Sámi member of the Sámi Parliament of Finland and education researcher

Pigga Päivi Kristiina Keskitalo (born 1972, Utsjoki) is a member of the Sámi Parliament of Finland and education researcher at the University of Helsinki, University of Lapland, and the Sámi University.

== Biography ==
Keskitalo was born in Utsjoki in 1972. She earned her first degree in education in 1997 from the University of Lapland and worked as a teacher. She graduated with a MA in 2008, from the same university. She undertook doctoral research at the University of Lapland and graduated in 2010 with a PhD which explored Sámi cultural sensitivity through educational anthropology.

=== Research ===
Keskitalo researches Sámi education in contemporary and historical settings and has published widely on the subject, including on the history of Sámi education in Norway.
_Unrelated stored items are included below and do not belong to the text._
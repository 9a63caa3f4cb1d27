//! Error types for kapply-kube

use kapply_core::DecodeError;
use thiserror::Error;

use crate::report::ReconcileReport;

/// Result type for kapply-kube operations
pub type Result<T> = std::result::Result<T, KubeError>;

/// Errors that can occur while reconciling manifests against a backend
#[derive(Debug, Error)]
#[non_exhaustive]
pub enum KubeError {
    /// Kubernetes API error
    #[error("Kubernetes API error: {0}")]
    Api(#[from] kube::Error),

    /// Malformed manifest, raised before any backend call
    #[error("invalid manifest: {0}")]
    Decode(#[from] DecodeError),

    /// Backend unreachable or credentials rejected
    #[error("cannot reach backend: {0}")]
    Connection(String),

    /// Optimistic concurrency conflict (stale resourceVersion or create race)
    #[error("conflict on {resource}: {message}")]
    Conflict { resource: String, message: String },

    /// Resource not found
    #[error("{resource} not found")]
    NotFound { resource: String },

    /// apiVersion/kind not served by the cluster
    #[error("unknown resource type: {api_version}/{kind}")]
    UnknownResourceType { api_version: String, kind: String },

    /// A namespaced object reached the backend without a namespace
    #[error("{resource} is namespaced but has no namespace")]
    MissingNamespace { resource: String },

    /// A manifest source could not be read
    #[error("failed to load {source_name}: {message}")]
    Load {
        source_name: String,
        message: String,
    },

    /// Kubeconfig could not be read or the context does not exist
    #[error("kubeconfig error: {0}")]
    Kubeconfig(#[from] kube::config::KubeconfigError),

    /// No usable configuration could be inferred from the environment
    #[error("cannot infer cluster configuration: {0}")]
    InferConfig(#[from] kube::config::InferConfigError),

    /// Invalid configuration
    #[error("invalid configuration: {0}")]
    InvalidConfig(String),

    /// Serialization error
    #[error("serialization error: {0}")]
    Serialization(String),

    /// IO error
    #[error("IO error: {0}")]
    Io(#[from] std::io::Error),

    /// The batch was cancelled
    #[error("operation cancelled")]
    Cancelled,

    /// Timeout
    #[error("operation timed out after {0:?}")]
    Timeout(std::time::Duration),

    /// Some documents or sources failed; the report holds every result
    #[error("{}", partial_batch_message(.report, .cause.as_deref()))]
    PartialBatch {
        report: Box<ReconcileReport>,
        /// The error that stopped the batch, if it was stopped early
        cause: Option<Box<KubeError>>,
    },
}

fn partial_batch_message(report: &ReconcileReport, cause: Option<&KubeError>) -> String {
    match cause {
        Some(cause) => format!("batch aborted ({}): {}", report.summary(), cause),
        None => format!("batch incomplete ({})", report.summary()),
    }
}

impl From<serde_json::Error> for KubeError {
    fn from(e: serde_json::Error) -> Self {
        KubeError::Serialization(e.to_string())
    }
}

impl KubeError {
    /// Check if this is a Kubernetes 404 Not Found error
    pub fn is_not_found(&self) -> bool {
        match self {
            KubeError::NotFound { .. } => true,
            KubeError::Api(kube::Error::Api(resp)) => resp.code == 404,
            _ => false,
        }
    }

    /// Check if this is a conflict error (409)
    pub fn is_conflict(&self) -> bool {
        match self {
            KubeError::Conflict { .. } => true,
            KubeError::Api(kube::Error::Api(resp)) => resp.code == 409,
            _ => false,
        }
    }

    /// Check if the backend could not be reached or refused our credentials.
    ///
    /// These errors are fatal for a whole batch.
    pub fn is_connection(&self) -> bool {
        match self {
            KubeError::Connection(_) => true,
            KubeError::Api(kube::Error::Api(resp)) => resp.code == 401 || resp.code == 403,
            KubeError::Api(
                kube::Error::HyperError(_) | kube::Error::Service(_) | kube::Error::Auth(_),
            ) => true,
            _ => false,
        }
    }

    /// Check if this error stops the remaining work of a batch
    pub fn is_fatal(&self) -> bool {
        self.is_connection() || matches!(self, KubeError::Cancelled | KubeError::Timeout(_))
    }

    /// The report carried by a partial batch error
    pub fn report(&self) -> Option<&ReconcileReport> {
        match self {
            KubeError::PartialBatch { report, .. } => Some(report),
            _ => None,
        }
    }
}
Another aspect of her research is how cultural backgrounds influence perceptions of nature in the education system. She is a proponent of the right for Sámi children to be able to learn their languages.

In 2014, she began work at the University of Helsinki. She is project lead at the Institute of Migration, exploring multicultural childhoods in Lapland.

=== Politics ===
Keskitalo was elected a member of the Sámi Parliament in 2016. She is a deputy member of the Enontekiö Vitality Committee. Keskitalo was re-elected from 2020 until 2023.